# computer virus problem



## lumsden2525 (Apr 24, 2005)

Ok my computer was recently disabled from the internet of cogeco they said it probobally has a virus but something is sending thoudands and thousands of emails out and something needs to be done and i have 2 computers and one of then is really slow and bad and i never use and it seems everytime i turn it on we get a complaint. Im going to keep it off from now on anyway as im sure its the problem but i dont want to turn my good computer's internet connection and have our service disconnected alltogether and i also dont want to spend 90 bucks on getting my computer checked proffesionally. But i run trend micro uptated all the time and i have ad-aware,spybot,cleanup!,regcleaner, and a couple more i cant think of right now and i use them all frequently. The only thing is everytime i run adaware LOP is always the only search result It is a form of malware could this be causing it? Also how do i get rid of this for sure LOP is there anything online that clears LOP itself because it keeps coming back everytime i delete it. The only way i am talking to you is on a friends computer so should i be really worried about this malware? and am i ready to hook my internet back up?


----------



## Terrister (Apr 18, 2005)

Every virus program misses a virus from time to time.

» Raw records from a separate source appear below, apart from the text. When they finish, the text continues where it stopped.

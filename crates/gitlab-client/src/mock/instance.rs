//! Instance-level operations for MockGitLabClient
//!
//! Handles the license, application settings and user lookups

use super::{MockGitLabClient, apply};
use crate::error::GitLabError;
use crate::models::*;
use chrono::{Duration, Utc};

pub fn get_license(client: &MockGitLabClient) -> Result<License, GitLabError> {
    client
        .license
        .lock()
        .unwrap()
        .clone()
        .ok_or_else(|| GitLabError::NotFound("/license: no license installed".to_string()))
}

pub fn add_license(client: &MockGitLabClient, body: &str) -> Result<License, GitLabError> {
    if body.trim().is_empty() {
        return Err(GitLabError::Api {
            status: 400,
            message: "license is missing".to_string(),
        });
    }
    let id = client.next_id();
    let today = Utc::now().date_naive();
    let license = License {
        id,
        plan: "ultimate".to_string(),
        starts_at: Some(today.format("%Y-%m-%d").to_string()),
        expires_at: Some((today + Duration::days(365)).format("%Y-%m-%d").to_string()),
        expired: false,
        user_limit: Some(100),
        active_users: Some(1),
        licensee: Licensee {
            name: Some("Mock Licensee".to_string()),
            email: Some("licensee@example.com".to_string()),
            company: Some("Example".to_string()),
        },
        ..Default::default()
    };
    *client.license.lock().unwrap() = Some(license.clone());
    Ok(license)
}

pub fn delete_license(client: &MockGitLabClient, license_id: i64) -> Result<(), GitLabError> {
    let mut current = client.license.lock().unwrap();
    if current.as_ref().is_some_and(|license| license.id == license_id) {
        *current = None;
        Ok(())
    } else {
        Err(GitLabError::NotFound(format!("License {} not found", license_id)))
    }
}

pub fn get_settings(client: &MockGitLabClient) -> Result<Settings, GitLabError> {
    Ok(client.settings.lock().unwrap().clone())
}

pub fn update_settings(client: &MockGitLabClient, opts: &SettingsOptions) -> Result<Settings, GitLabError> {
    let mut settings = client.settings.lock().unwrap();
    apply!(
        settings,
        opts,
        default_projects_limit,
        signup_enabled,
        require_two_factor_authentication,
        two_factor_grace_period,
        default_project_visibility,
        default_group_visibility,
        restricted_visibility_levels,
        max_attachment_size,
        session_expire_delay,
        gravatar_enabled,
        after_sign_out_path,
        home_page_url,
        password_authentication_enabled_for_web,
        auto_devops_enabled,
        shared_runners_enabled,
        max_artifacts_size,
        deletion_adjourned_period,
    );
    Ok(settings.clone())
}

pub fn find_user_by_username(client: &MockGitLabClient, username: &str) -> Result<Option<User>, GitLabError> {
    Ok(client
        .users
        .lock()
        .unwrap()
        .values()
        .find(|u| u.username.eq_ignore_ascii_case(username))
        .cloned())
}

Best way to check it is scan with another companies AV product. 

Try this one, since you can do it offline. http://vil.nai.com/vil/stinger/

Also download this Trend update and load it. Scan with Trend offline. If these come up clean, go online with the new one and do one more online scan with Panda or Symantec.

If none of these find it, I would say that machine is ok. Repeat this on the older machine.


----------



## waffleweed (Mar 25, 2005)

i recommend downloading AVG and install it on your computer. update the virus database if needed and run the program. let AVG get rid of the problem!!! AVG has never let me down, good luck.


----------